Leetcode POTDs

Problem 2924 Find Champion II

Posted on Nov 26, 2024 5 mins

Table of Contents

Problem Statement

Question

There are n teams numbered from 0 to n - 1 in a tournament; each team is also a node in a DAG.

You are given the integer n and a 0-indexed 2D integer array edges of length m representing the DAG, where edges[i] = [u_i, v_i] indicates that there is a directed edge from team u_i to team v_i in the graph.

A directed edge from a to b in the graph means that team a is stronger than team b and team b is weaker than team a.

Team a will be the champion of the tournament if there is no team b that is stronger than team a.
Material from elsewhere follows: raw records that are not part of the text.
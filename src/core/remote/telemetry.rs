//! Usage and Health Telemetry
//!
//! Fire-and-forget reporting to the usage service: fetch outcomes for quota
//! accounting and transcript-API health samples for operator dashboards.
//! Every report runs on a spawned task; a failed send only bumps a counter
//! and never surfaces to the caption path.

use std::sync::atomic::{AtomicU64, Ordering};
use std::sync::Arc;

use serde::Serialize;
use tracing::{debug, warn};

use crate::core::auth::AuthTokenProvider;

/// Telemetry client for the usage service.
pub struct Telemetry {
    api_base: String,
    client: reqwest::Client,
    auth: Arc<AuthTokenProvider>,
    sent: AtomicU64,
    dropped: AtomicU64,
}

/// Counters for reports attempted so far.
#[derive(Clone, Copy, Debug, Default, PartialEq, Eq, Serialize)]
#[serde(rename_all = "camelCase")]
pub struct TelemetryMetrics {
    pub sent: u64,
    pub dropped: u64,
}

#[derive(Debug, Serialize)]
#[serde(rename_all = "camelCase")]
struct FetchReport {
    video_id: String,
    video_title: String,
    success: bool,
    source: String,
    from_cache: bool,
}

#[derive(Debug, Serialize)]
#[serde(rename_all = "camelCase")]
struct ApiHealthReport {
    endpoint: &'static str,
    video_id: String,
    status_code: u16,
    response_time_ms: u64,
    success: bool,
    error_message: Option<String>,
}

impl Telemetry {
    pub fn new(
        api_base: impl Into<String>,
        client: reqwest::Client,
        auth: Arc<AuthTokenProvider>,
    ) -> Self {
        Self {
            api_base: api_base.into(),
            client,
            auth,
            sent: AtomicU64::new(0),
            dropped: AtomicU64::new(0),
        }
    }

    /// Reports a fetch outcome for quota accounting. Cached loads are never
    /// reported; they do not count toward usage.
    pub fn log_fetch(
        self: &Arc<Self>,
        video_id: &str,
        video_title: Option<&str>,
        success: bool,
        source: &str,
        from_cache: bool,
    ) {
        let report = FetchReport {
            video_id: video_id.to_string(),
            video_title: video_title.unwrap_or("Unknown").to_string(),
            success,
            source: source.to_string(),
            from_cache,
        };
        self.send_in_background("subtitles/log-fetch", report);
    }

    /// Reports one transcript-API response sample for health monitoring.
    pub fn log_api_health(
        self: &Arc<Self>,
        video_id: &str,
        status_code: u16,
        response_time_ms: u64,
        success: bool,
        error_message: Option<String>,
    ) {
        let report = ApiHealthReport {
            endpoint: "/transcript",
            video_id: video_id.to_string(),
            status_code,
            response_time_ms,
            success,
            error_message,
        };
        self.send_in_background("railway-health/log", report);
    }

    /// Counters for reports attempted so far.
    pub fn metrics(&self) -> TelemetryMetrics {
        TelemetryMetrics {
            sent: self.sent.load(Ordering::Relaxed),
            dropped: self.dropped.load(Ordering::Relaxed),
        }
    }

    fn send_in_background<T: Serialize + Send + 'static>(self: &Arc<Self>, path: &str, report: T) {
        let this = Arc::clone(self);
        let url = format!("{}/{}", self.api_base, path);

        tokio::spawn(async move {
            let token = match this.auth.bearer_token().await {
                Ok(token) => token,
                Err(err) => {
                    warn!(%err, "telemetry: token unavailable, dropping report");
                    this.dropped.fetch_add(1, Ordering::Relaxed);
                    return;
                }
            };

            let result = this
                .client
                .post(&url)
                .bearer_auth(token)
                .json(&report)
                .send()
                .await;

            match result {
                Ok(response) if response.status().is_success() => {
                    this.sent.fetch_add(1, Ordering::Relaxed);
                    debug!(%url, "telemetry: report sent");
                }
                Ok(response) => {
                    this.dropped.fetch_add(1, Ordering::Relaxed);
                    warn!(%url, status = %response.status(), "telemetry: report rejected");
                }
                Err(err) => {
                    this.dropped.fetch_add(1, Ordering::Relaxed);
                    warn!(%url, %err, "telemetry: report failed");
                }
            }
        });
    }
}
Return the team that will be the champion of the tournament if there is a unique champion, otherwise, return -1.

Notes

A cycle is a series of nodes a₁, a₂, ..., a_n, a_n+1 such that node a₁ is the same node as node a_n+1, the nodes a₁, a₂, ..., a_n are distinct, and there is a directed edge from the node a_i to node a_i+1 for every i in the range [1, n].
A DAG is a directed graph that does not have any cycle.

Example 1:

Input: n = 3, edges = [[0,1],[1,2]]
Output: 0
Explanation: Team 1 is weaker than team 0. 
Team 2 is weaker than team 1. 
So the champion is team 0.

Example 2:

Input: n = 4, edges = [[0,2],[1,3],[1,2]]
Output: -1
Explanation: Team 2 is weaker than team 0 and team 1. 
Team 3 is weaker than team 1. But team 1 and team 0 are not weaker than any other teams.
So the answer is -1.

Constraints:

1 <= n <= 100
m == edges.length
0 <= m <= n * (n - 1) / 2
edges[i].length == 2
0 <= edge[i][j] <= n - 1
edges[i][0] != edges[i][1]
The input is generated such that if team a is stronger than team b, team b is not stronger than team a.
The input is generated such that if team a is stronger than team b and team b is stronger than team c, then team a is stronger than team c.

Solution

class Solution {
public:
    int findChampion(int n, vector<vector<int>>& edges) {
        vector<int> in_degree(n,0);
        for(auto edge:edges)
            in_degree[edge[1]]++;

        int champion = -1, count = 0;
        for(int i = 0; i<n; i++)
            if(in_degree[i]==0){
                count++;
                champion = i;
            }

        return count>1 ? -1:champion;
    }
};

Complexity Analysis

| Algorithm                         | Time Complexity | Space Complexity |
| --------------------------------- | --------------- | ---------------- |
| Directed Graph In-Degree Analysis | O(n)            | O(n)             |

Explanation

1. Intuition

The problem can be solved by finding the node with no incoming edges in the directed graph.
This is because a node with no incoming edges is not weaker than any other node.
The champion of the tournament will be the node with no incoming edges.
If there are multiple nodes with no incoming edges, then there is no unique champion.
The problem can be solved using the concept of in-degree of a node in a graph.
In-degree of a node is the number of edges that are incoming to the node.
We can calculate the in-degree of each node by iterating over the edges of the graph.

2. Implementation

Create a vector in_degree of size n to store the in-degree of each node.
Initialize all elements of in_degree to 0.
Iterate over the edges of the graph and increment the in-degree of the destination node of each edge.
Use a loop to find the node with no incoming edges by checking the in_degree vector.
If multiple nodes have no incoming edges, return -1.
Otherwise, return the node with no incoming edges as the champion.
The time complexity of this solution is O(n + m), where n is the number of nodes and m is the number of edges.

Complexity Analysis

Time Complexity:

The time complexity of the solution is O(n) because it consists of two loops: the first loop for(auto edge:edges) traverses each edge once, resulting in O(n) time, where n is the number of edges, and the second loop for(int i = 0; i<n; i++) traverses each node once, resulting in O(n) time, where n is the number of nodes. Since these loops are sequential, we can add their times together.
However, in terms of time complexity, we drop lower-order terms and ignore constants, which is why the time complexity is O(n) regardless of whether n represents nodes or edges, which we can assume will grow together in number for the purposes of this graph.
The worst-case, average-case, and best-case times are all O(n) because both loops will always occur regardless of the input values.

Space Complexity:

The space complexity of the solution is O(n) because it creates a vector of size n, vector<int> in_degree(n,0), to store in-degrees for each node.
The size of the created data structure grows directly with input size (the number of nodes), justifying the space complexity classification.
Regardless of whether the graph is highly connected or minimally connected, the size of the in_degree vector will always scale linearly with the number of nodes, thus we don’t have different space complexities in different scenarios.

Footnote

This question is rated as Medium difficulty.

Hints

The champion(s) should have in-degree 0 in the DAG.